The Indian rupee weakened against the US dollar on Thursday as investors positioned ahead of India’s GDP data release, with traders bracing for potential volatility. The dollar gained strength, supported by firm US Treasury yields and cautious sentiment in emerging markets.
Market participants remained cautious as expectations for India’s economic growth varied, with analysts watching for signs of resilience or slowdown in the post-pandemic recovery. At the same time, the Federal Reserve’s hawkish stance on interest rates continued to lend strength to the greenback, making emerging market currencies less attractive.
Foreign fund outflows from Indian equities added to the rupee’s woes, as global investors sought safer assets amid lingering macroeconomic uncertainties. Risk aversion in global markets has contributed to the rupee’s downside, with traders closely monitoring cues from the Reserve Bank of India (RBI) on potential policy adjustments.

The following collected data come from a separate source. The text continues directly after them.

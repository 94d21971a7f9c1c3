use harbor_core::{DIRECT_DOWNLOAD_ID, DownloadItem, DownloadStatus};

use crate::error::StoreError;
use crate::repository::DownloadsRepository;

/// Run the full downloads repository conformance test suite.
///
/// Call this from your backend's test module with a fresh, empty repository.
///
/// # Errors
///
/// Returns an error if the backend fails an operation.
pub async fn run_repository_conformance_tests(
    repo: &dyn DownloadsRepository,
) -> Result<(), StoreError> {
    test_get_missing(repo).await?;
    test_insert_and_get(repo).await?;
    test_update_by_id(repo).await?;
    test_update_by_file_name(repo).await?;
    test_update_missing(repo).await?;
    test_get_downloads_newest_first(repo).await?;
    test_delete(repo).await?;
    test_delete_all(repo).await?;
    Ok(())
}

async fn test_get_missing(repo: &dyn DownloadsRepository) -> Result<(), StoreError> {
    let item = repo.get_download_item(9_999).await?;
    assert!(item.is_none(), "get on missing id should return None");
    Ok(())
}

async fn test_insert_and_get(repo: &dyn DownloadsRepository) -> Result<(), StoreError> {
    let item = DownloadItem::started(101, "report.pdf", "/downloads/report.pdf");
    repo.insert(item.clone()).await?;
    let stored = repo.get_download_item(101).await?;
    assert_eq!(stored, Some(item));
    Ok(())
}

async fn test_update_by_id(repo: &dyn DownloadsRepository) -> Result<(), StoreError> {
    repo.insert(DownloadItem::started(102, "song.mp3", "/downloads/song.mp3"))
        .await?;
    let updated = repo
        .update_by_id(102, DownloadStatus::Finished, 4_096)
        .await?;
    assert_eq!(updated, 1);

    let stored = repo
        .get_download_item(102)
        .await?
        .expect("updated download should exist");
    assert_eq!(stored.status, DownloadStatus::Finished);
    assert_eq!(stored.content_length, 4_096);
    Ok(())
}

async fn test_update_by_file_name(repo: &dyn DownloadsRepository) -> Result<(), StoreError> {
    repo.insert(DownloadItem::started(
        DIRECT_DOWNLOAD_ID,
        "inline.png",
        "/downloads/inline.png",
    ))
    .await?;
    let updated = repo
        .update_by_file_name("inline.png", DownloadStatus::Finished, 68)
        .await?;
    assert_eq!(updated, 1);

    let stored = repo
        .get_downloads()
        .await?
        .into_iter()
        .find(|item| item.file_name == "inline.png")
        .expect("updated download should exist");
    assert_eq!(stored.status, DownloadStatus::Finished);
    assert_eq!(stored.content_length, 68);
    Ok(())
}

async fn test_update_missing(repo: &dyn DownloadsRepository) -> Result<(), StoreError> {
    let updated = repo
        .update_by_id(8_888, DownloadStatus::Finished, 1)
        .await?;
    assert_eq!(updated, 0, "updating a missing id should touch nothing");

    let updated = repo
        .update_by_file_name("missing.bin", DownloadStatus::Finished, 1)
        .await?;
    assert_eq!(updated, 0, "updating a missing file should touch nothing");
    Ok(())
}

async fn test_get_downloads_newest_first(
    repo: &dyn DownloadsRepository,
) -> Result<(), StoreError> {
    let mut older = DownloadItem::started(201, "older.txt", "/downloads/older.txt");
    older.created_at -= chrono::Duration::hours(1);
    let newer = DownloadItem::started(202, "newer.txt", "/downloads/newer.txt");
    repo.insert(older).await?;
    repo.insert(newer).await?;

    let all = repo.get_downloads().await?;
    let older_pos = all
        .iter()
        .position(|i| i.download_id == 201)
        .expect("older download should be listed");
    let newer_pos = all
        .iter()
        .position(|i| i.download_id == 202)
        .expect("newer download should be listed");
    assert!(
        newer_pos < older_pos,
        "downloads should be ordered newest first"
    );
    Ok(())
}

async fn test_delete(repo: &dyn DownloadsRepository) -> Result<(), StoreError> {
    repo.insert(DownloadItem::started(301, "gone.zip", "/downloads/gone.zip"))
        .await?;
    let removed = repo.delete(301).await?;
    assert_eq!(removed, 1);
    assert!(repo.get_download_item(301).await?.is_none());

    let removed = repo.delete(301).await?;
    assert_eq!(removed, 0, "deleting a missing id should remove nothing");
    Ok(())
}

async fn test_delete_all(repo: &dyn DownloadsRepository) -> Result<(), StoreError> {
    let before = repo.get_downloads().await?.len() as u64;
    let removed = repo.delete_all().await?;
    assert_eq!(removed, before);
    assert!(repo.get_downloads().await?.is_empty());
    Ok(())
}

Meanwhile, a rise in crude oil prices has further pressured the rupee, given India’s reliance on energy imports. Higher oil prices tend to widen the country’s trade deficit, fueling concerns over further depreciation in the rupee against the dollar.
With the GDP data release imminent, traders are keeping an eye on whether the economic figures will exceed or fall short of expectations. A stronger-than-expected print could offer some support to the rupee, while any signs of economic slowdown may exacerbate its weakness.
Looking ahead, volatility in USD/INR is expected to persist, with global economic trends, US monetary policy, and domestic growth figures shaping near-term movements in the currency pair.